Как повелось у других казаков, войсковой круг решал все дела, касающиеся войска. Он же судил виновных. В этом случае казаки следовали мудрому правилу черноморцев, которые говорили про виновного: «Берите его, да бийте швидче (скорее), а то видброщется (отоврется)!». Однажды на Дону посадили в воду московского воеводу Карамышева, за то, что он не скинул шапку при чтении царской грамоты, а стоял, «закуся бороду». Ежегодно войско избирало вольными голосами свою старшину, или начальство: войскового атамана, которому вручалась насека, или палица, оправленная в серебро; войскового есаула, наблюдавшего за порядком в войске, за исполнением постановлений войскового круга; войскового хорунжего, который хранил знамя и выносил его в круг перед лицом атамана, или же брал на свое попечение во время походов. Войсковой писарь, или впоследствии дьяк, в ту давнюю пору, когда мало занимались отпиской, был не великий человек. Гораздо больше значил, чем все упомянутые лица, совет почтенных казаков, отличенных по своему уму, заслугам войску или сабельным рубцам. Совершенно такое же устройство имел каждый отдельный городок, и станичный круг судил своего казака тем же завещанным от отцов обычаем. «Так установили отцы», – говаривали старые казаки, против чего никто не ног прекословить.
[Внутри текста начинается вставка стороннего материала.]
// Test mocks for the research pipeline.
//
// - MockScrapers (ScraperBackend): canned datasets, records every request
// - MemorySink (OutputSink): keeps writes in memory, optional failure
//
// Plus builders for descriptors from JSON literals.

use std::sync::Mutex;

use anyhow::{bail, Result};
use async_trait::async_trait;
use serde_json::Value;

use crate::records::{CommentDescriptor, OutputRecord, VideoDescriptor};
use crate::scraper::{CommentRequest, ScraperBackend, SearchRequest};
use crate::sink::OutputSink;

/// Build a descriptor item from a JSON object literal.
pub fn item(value: Value) -> apify_client::DatasetItem {
    match value {
        Value::Object(map) => map,
        other => panic!("descriptor must be a JSON object, got {other}"),
    }
}

pub fn video(value: Value) -> VideoDescriptor {
    VideoDescriptor(item(value))
}

pub fn comment(value: Value) -> CommentDescriptor {
    CommentDescriptor(item(value))
}

// ---------------------------------------------------------------------------
// MockScrapers
// ---------------------------------------------------------------------------

/// Returns fixed datasets. Builder: `.with_videos()`, `.with_comments()`,
/// `.failing_discovery()`, `.failing_harvest()`.
#[derive(Default)]
pub struct MockScrapers {
    videos: Vec<VideoDescriptor>,
    comments: Vec<CommentDescriptor>,
    discovery_error: Option<String>,
    harvest_error: Option<String>,
    search_requests: Mutex<Vec<SearchRequest>>,
    comment_requests: Mutex<Vec<CommentRequest>>,
}

impl MockScrapers {
    pub fn new() -> Self {
        Self::default()
    }

    pub fn with_videos(mut self, videos: Vec<VideoDescriptor>) -> Self {
        self.videos = videos;
        self
    }

    pub fn with_comments(mut self, comments: Vec<CommentDescriptor>) -> Self {
        self.comments = comments;
        self
    }

    pub fn failing_discovery(mut self, message: &str) -> Self {
        self.discovery_error = Some(message.to_string());
        self
    }

    pub fn failing_harvest(mut self, message: &str) -> Self {
        self.harvest_error = Some(message.to_string());
        self
    }

    pub fn search_requests(&self) -> Vec<SearchRequest> {
        self.search_requests.lock().unwrap().clone()
    }

    pub fn comment_requests(&self) -> Vec<CommentRequest> {
        self.comment_requests.lock().unwrap().clone()
    }
}

#[async_trait]
impl ScraperBackend for MockScrapers {
    async fn discover_videos(&self, request: &SearchRequest) -> Result<Vec<VideoDescriptor>> {
        self.search_requests.lock().unwrap().push(request.clone());
        if let Some(message) = &self.discovery_error {
            bail!("{message}");
        }
        Ok(self.videos.clone())
    }

    async fn harvest_comments(&self, request: &CommentRequest) -> Result<Vec<CommentDescriptor>> {
        self.comment_requests.lock().unwrap().push(request.clone());
        if let Some(message) = &self.harvest_error {
            bail!("{message}");
        }
        Ok(self.comments.clone())
    }
}

// ---------------------------------------------------------------------------
// MemorySink
// ---------------------------------------------------------------------------

#[derive(Default)]
pub struct MemorySink {
    csv: Mutex<Vec<(String, String)>>,
    records: Mutex<Vec<OutputRecord>>,
    csv_error: Option<String>,
    push_error: Option<String>,
}

impl MemorySink {
    pub fn new() -> Self {
        Self::default()
    }

    /// Every `store_csv` call fails with `message`.
    pub fn failing_csv(message: &str) -> Self {
        Self {
            csv_error: Some(message.to_string()),
            ..Self::default()
        }
    }

    /// Every `push_records` call fails with `message`; CSV writes still land.
    pub fn failing_push(message: &str) -> Self {
        Self {
            push_error: Some(message.to_string()),
            ..Self::default()
        }
    }

    /// `(key, csv)` pairs in write order.
    pub fn stored_csv(&self) -> Vec<(String, String)> {
        self.csv.lock().unwrap().clone()
    }

    pub fn pushed_records(&self) -> Vec<OutputRecord> {
        self.records.lock().unwrap().clone()
    }
}

#[async_trait]
impl OutputSink for MemorySink {
    async fn store_csv(&self, key: &str, csv: &str) -> Result<()> {
        if let Some(message) = &self.csv_error {
            bail!("{message}");
        }
        self.csv
            .lock()
            .unwrap()
            .push((key.to_string(), csv.to_string()));
        Ok(())
    }

    async fn push_records(&self, records: &[OutputRecord]) -> Result<()> {
        if let Some(message) = &self.push_error {
            bail!("{message}");
        }
        self.records.lock().unwrap().extend_from_slice(records);
        Ok(())
    }
}
use std::path::Path;

use anyhow::{Context, Result};
use apify_client::ApifyClient;
use tracing::{debug, info};

use crate::config::{ActorInput, StorageTarget};

/// Key of the actor input record in the default key-value store.
pub const INPUT_KEY: &str = "INPUT";

/// Read the actor input. A missing record is an empty input.
pub async fn load_actor_input(client: &ApifyClient, storage: &StorageTarget) -> Result<ActorInput> {
    let input = match storage {
        StorageTarget::Platform {
            key_value_store_id, ..
        } => client
            .get_record::<ActorInput>(key_value_store_id, INPUT_KEY)
            .await
            .context("reading actor input")?,
        StorageTarget::Local { root } => read_local_input(root).await?,
    };

    match input {
        Some(input) => {
            info!(max_videos = ?input.max_videos, "Loaded actor input");
            Ok(input)
        }
        None => {
            debug!("No actor input found, using defaults");
            Ok(ActorInput::default())
        }
    }
}

async fn read_local_input(root: &Path) -> Result<Option<ActorInput>> {
    let path = root
        .join("key_value_stores")
        .join("default")
        .join(format!("{INPUT_KEY}.json"));

    let bytes = match tokio::fs::read(&path).await {
        Ok(bytes) => bytes,
        Err(e) if e.kind() == std::io::ErrorKind::NotFound => return Ok(None),
        Err(e) => return Err(e).with_context(|| format!("reading {}", path.display())),
    };

    let input = serde_json::from_slice(&bytes)
        .with_context(|| format!("parsing {}", path.display()))?;
    Ok(Some(input))
}
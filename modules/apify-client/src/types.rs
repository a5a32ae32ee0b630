use chrono::{DateTime, Utc};
use serde::{Deserialize, Serialize};

/// A raw dataset item. Actor output schemas are not contractual, so items are
/// kept as JSON objects and read field by field.
pub type DatasetItem = serde_json::Map<String, serde_json::Value>;

/// Wrapper for Apify API responses.
#[derive(Debug, Clone, Deserialize)]
pub struct ApiResponse<T> {
    pub data: T,
}

/// Apify actor run metadata.
#[derive(Debug, Clone, Deserialize)]
pub struct RunData {
    pub id: String,
    pub status: String,
    #[serde(rename = "defaultDatasetId")]
    pub default_dataset_id: String,
    #[serde(rename = "defaultKeyValueStoreId")]
    pub default_key_value_store_id: Option<String>,
    #[serde(rename = "startedAt")]
    pub started_at: Option<DateTime<Utc>>,
    #[serde(rename = "finishedAt")]
    pub finished_at: Option<DateTime<Utc>>,
}

impl RunData {
    pub fn status(&self) -> RunStatus {
        RunStatus::from_api(&self.status)
    }
}

/// Coarse lifecycle of an actor run as reported by the `status` field.
#[derive(Debug, Clone, Copy, PartialEq, Eq)]
pub enum RunStatus {
    /// READY, RUNNING, or anything not yet terminal.
    Pending,
    Succeeded,
    /// FAILED, ABORTING, ABORTED, TIMING-OUT, TIMED-OUT.
    Failed,
}

impl RunStatus {
    pub fn from_api(status: &str) -> Self {
        match status {
            "SUCCEEDED" => RunStatus::Succeeded,
            "FAILED" | "ABORTING" | "ABORTED" | "TIMING-OUT" | "TIMED-OUT" => RunStatus::Failed,
            _ => RunStatus::Pending,
        }
    }
}

/// Input for the clockworks/tiktok-scraper actor (keyword search).
#[derive(Debug, Clone, Serialize)]
pub struct TikTokSearchInput {
    #[serde(rename = "searchQueries")]
    pub search_queries: Vec<String>,
    #[serde(rename = "resultsPerPage")]
    pub results_per_page: u32,
    #[serde(rename = "shouldDownloadSubtitles")]
    pub should_download_subtitles: bool,
}

/// Input for the clockworks/tiktok-comments-scraper actor.
///
/// Missing post URLs are sent as `null` entries rather than dropped.
#[derive(Debug, Clone, Serialize)]
pub struct TikTokCommentsInput {
    #[serde(rename = "postURLs")]
    pub post_urls: Vec<Option<String>>,
    #[serde(rename = "commentsPerPost")]
    pub comments_per_post: u32,
    #[serde(rename = "maxRepliesPerComment")]
    pub max_replies_per_comment: u32,
}
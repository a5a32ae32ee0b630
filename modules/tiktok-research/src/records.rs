// Loosely typed scraper descriptors and the flattened export record.
//
// Descriptors wrap the raw dataset item and read fields by name on demand;
// nothing is validated up front, so an odd item never fails the run.

use apify_client::DatasetItem;
use serde::{Deserialize, Serialize};
use serde_json::Value;

/// Substituted for a comment's video URL when the scraper left it out.
pub const UNKNOWN_VIDEO_URL: &str = "Unknown";

/// A video returned by the search scraper. Only `webVideoUrl` is read.
#[derive(Debug, Clone, Default, PartialEq, Serialize, Deserialize)]
#[serde(transparent)]
pub struct VideoDescriptor(pub DatasetItem);

impl VideoDescriptor {
    pub fn web_video_url(&self) -> Option<&str> {
        self.0.get("webVideoUrl").and_then(Value::as_str)
    }
}

impl From<DatasetItem> for VideoDescriptor {
    fn from(item: DatasetItem) -> Self {
        Self(item)
    }
}

/// A comment returned by the comments scraper.
#[derive(Debug, Clone, Default, PartialEq, Serialize, Deserialize)]
#[serde(transparent)]
pub struct CommentDescriptor(pub DatasetItem);

impl CommentDescriptor {
    /// Raw field value. `Some(Value::Null)` for an explicit `null`, `None` if absent.
    pub fn field(&self, name: &str) -> Option<&Value> {
        self.0.get(name)
    }
}

impl From<DatasetItem> for CommentDescriptor {
    fn from(item: DatasetItem) -> Self {
        Self(item)
    }
}

/// One exported comment. Field values other than `video_url` are passed
/// through untouched; absent fields are omitted from the JSON form.
#[derive(Debug, Clone, PartialEq, Serialize, Deserialize)]
pub struct OutputRecord {
    pub video_url: String,
    #[serde(default, skip_serializing_if = "Option::is_none")]
    pub comment_text: Option<Value>,
    #[serde(default, skip_serializing_if = "Option::is_none")]
    pub likes: Option<Value>,
    #[serde(default, skip_serializing_if = "Option::is_none")]
    pub replies: Option<Value>,
    #[serde(default, skip_serializing_if = "Option::is_none")]
    pub author: Option<Value>,
    #[serde(default, skip_serializing_if = "Option::is_none")]
    pub timestamp: Option<Value>,
}

impl OutputRecord {
    pub fn from_comment(comment: &CommentDescriptor) -> Self {
        Self {
            video_url: comment
                .field("videoUrl")
                .and_then(truthy_text)
                .unwrap_or_else(|| UNKNOWN_VIDEO_URL.to_string()),
            comment_text: comment.field("text").cloned(),
            likes: comment.field("diggCount").cloned(),
            replies: comment.field("repliesCount").cloned(),
            author: comment.field("authorUsername").cloned(),
            timestamp: comment.field("createTimeISO").cloned(),
        }
    }
}

/// Canonical URL of every video, in order. Missing URLs stay as `None`.
pub fn extract_video_urls(videos: &[VideoDescriptor]) -> Vec<Option<String>> {
    videos
        .iter()
        .map(|v| v.web_video_url().map(str::to_string))
        .collect()
}

pub fn project_comments(comments: &[CommentDescriptor]) -> Vec<OutputRecord> {
    comments.iter().map(OutputRecord::from_comment).collect()
}

/// Text form of a value, or `None` for null, false, 0, NaN and "".
fn truthy_text(value: &Value) -> Option<String> {
    match value {
        Value::Null | Value::Bool(false) => None,
        Value::String(s) if s.is_empty() => None,
        Value::String(s) => Some(s.clone()),
        Value::Number(n) if n.as_f64() == Some(0.0) => None,
        other => Some(other.to_string()),
    }
}

#[cfg(test)]
mod tests {
    use super::*;
    use serde_json::json;

    fn item(value: Value) -> DatasetItem {
        match value {
            Value::Object(map) => map,
            other => panic!("expected object, got {other}"),
        }
    }

    fn comment(value: Value) -> CommentDescriptor {
        CommentDescriptor(item(value))
    }

    #[test]
    fn url_extraction_keeps_length_and_order() {
        let videos = vec![
            VideoDescriptor(item(json!({"webVideoUrl": "https://www.tiktok.com/@a/video/1"}))),
            VideoDescriptor(item(json!({"id": "no-url"}))),
            VideoDescriptor(item(json!({"webVideoUrl": "https://www.tiktok.com/@a/video/1"}))),
        ];

        let urls = extract_video_urls(&videos);

        assert_eq!(
            urls,
            vec![
                Some("https://www.tiktok.com/@a/video/1".to_string()),
                None,
                Some("https://www.tiktok.com/@a/video/1".to_string()),
            ]
        );
    }

    #[test]
    fn url_extraction_of_empty_list_is_empty() {
        assert!(extract_video_urls(&[]).is_empty());
    }

    #[test]
    fn projection_renames_fields() {
        let record = OutputRecord::from_comment(&comment(json!({
            "videoUrl": "https://www.tiktok.com/@a/video/1",
            "text": "this is fine",
            "diggCount": 14,
            "repliesCount": 2,
            "authorUsername": "roomie",
            "createTimeISO": "2025-09-01T12:00:00.000Z",
            "uid": "ignored"
        })));

        assert_eq!(record.video_url, "https://www.tiktok.com/@a/video/1");
        assert_eq!(record.comment_text, Some(json!("this is fine")));
        assert_eq!(record.likes, Some(json!(14)));
        assert_eq!(record.replies, Some(json!(2)));
        assert_eq!(record.author, Some(json!("roomie")));
        assert_eq!(record.timestamp, Some(json!("2025-09-01T12:00:00.000Z")));
    }

    #[test]
    fn missing_video_url_becomes_unknown() {
        let record = OutputRecord::from_comment(&comment(json!({"text": "hi"})));
        assert_eq!(record.video_url, UNKNOWN_VIDEO_URL);
    }

    #[test]
    fn falsy_video_url_becomes_unknown() {
        for value in [json!(null), json!(""), json!(false), json!(0)] {
            let record = OutputRecord::from_comment(&comment(json!({"videoUrl": value})));
            assert_eq!(record.video_url, UNKNOWN_VIDEO_URL, "value: {value}");
        }
    }

    #[test]
    fn other_missing_fields_have_no_default() {
        let record = OutputRecord::from_comment(&comment(json!({"videoUrl": "u"})));

        assert_eq!(record.comment_text, None);
        assert_eq!(record.likes, None);
        assert_eq!(record.replies, None);
        assert_eq!(record.author, None);
        assert_eq!(record.timestamp, None);
    }

    #[test]
    fn values_pass_through_without_coercion() {
        let record = OutputRecord::from_comment(&comment(json!({
            "videoUrl": "u",
            "diggCount": "12",
            "text": null
        })));

        assert_eq!(record.likes, Some(json!("12")));
        assert_eq!(record.comment_text, Some(Value::Null));
    }

    #[test]
    fn projection_is_idempotent() {
        let comments = vec![
            comment(json!({"videoUrl": "u1", "text": "a", "diggCount": 1})),
            comment(json!({"text": "b"})),
        ];

        assert_eq!(project_comments(&comments), project_comments(&comments));
    }

    #[test]
    fn json_form_omits_absent_fields() {
        let record = OutputRecord::from_comment(&comment(json!({"text": "hi", "authorUsername": "x"})));
        let json = serde_json::to_value(&record).unwrap();

        assert_eq!(json, json!({"video_url": "Unknown", "comment_text": "hi", "author": "x"}));
    }
}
В некоторых городках старина и ее заветы соблюдались строже, в других слабее. Так жители Червленой станицы издавна отличались большим хлебосольством, приветливостью; женщины там держали себя свободнее, казаки слыли первыми наездниками. Население других городков глядело как-то суровее; от него веяло точно холодом: это мрачные постники, побывавшие в иргизских монастырях; от них исходило нарекание на червленских, что там вера не крепка. Когда гонимые на Руси раскольники стали скрываться в самых отдаленных и глухих окраинах, они, между прочим, излюбили Куму и Терек. Число скитов, а равно и скитников, с каждым годом умножалось. Скитами назывались маленькие уединенные крепости, огражденные высоким частоколом и охраняемые постами с высоких деревьев. В скиту устраивалась обыкновенно молельня, где ставили старые образа, восьмиконечные кресты; там молились двуперстным сложением, читали и пели по старопечатным книгам, ходили по солнцу. Молитва и чтение в безмолвной лесной пустыни, вид согбенного старца в клобуке и мантии, нередко в железных веригах, привлекал казаков, искавших духовного утешения. Предвещания отшельников, обрекших себя на нищету и опасности скитальческой жизни, получили силу пророчеств; простодушные казаки поверили, что спасение можно найти только в старопечатных книгах. Скоро скитники стали находить приют в самых городках, почему православные храмы закрывались и пастыри оставались без пасомых. Но казаки, чтя церковную старину, никогда не были изуверами: они староверы, но не раскольники.
Воинский уряд терцев или гребенцов ни в чем не отличался от порядков в остальных казачьих дружинах. Походные казаки, прежде чем сесть на коня или в струги, рассчитывались на десятки, полусотни и сотни; тут же выбиралось вольными голосами походное начальство, начиная с десятника и кончая походным атаманом. Если последний приходился по душе казакам, они творили с ним чудеса храбрости. Власти такого атамана не было предела: жизнь и смерть ослушника зависели от единого его слова или единого знака. Службу казаки начинали в то время рано, по 15-му году; освобождались от нее лишь люди престарелые да калеки безногие, но бывало, что и старец древний карабкается на вышку, чтобы постеречь станицу, пока вернутся походные казаки. Малолетки, становясь в ряды, поступали как бы под опеку своих сродников. Их оберегали в походе, прикрывали своей грудью в кровавой свалке. Зато на привалах или ночлегах, когда старые казаки отдыхали, малолетки приучались к сторожевой службе; как это водилось у горцев, они оберегали коней, обходили дозором, окликали встречных.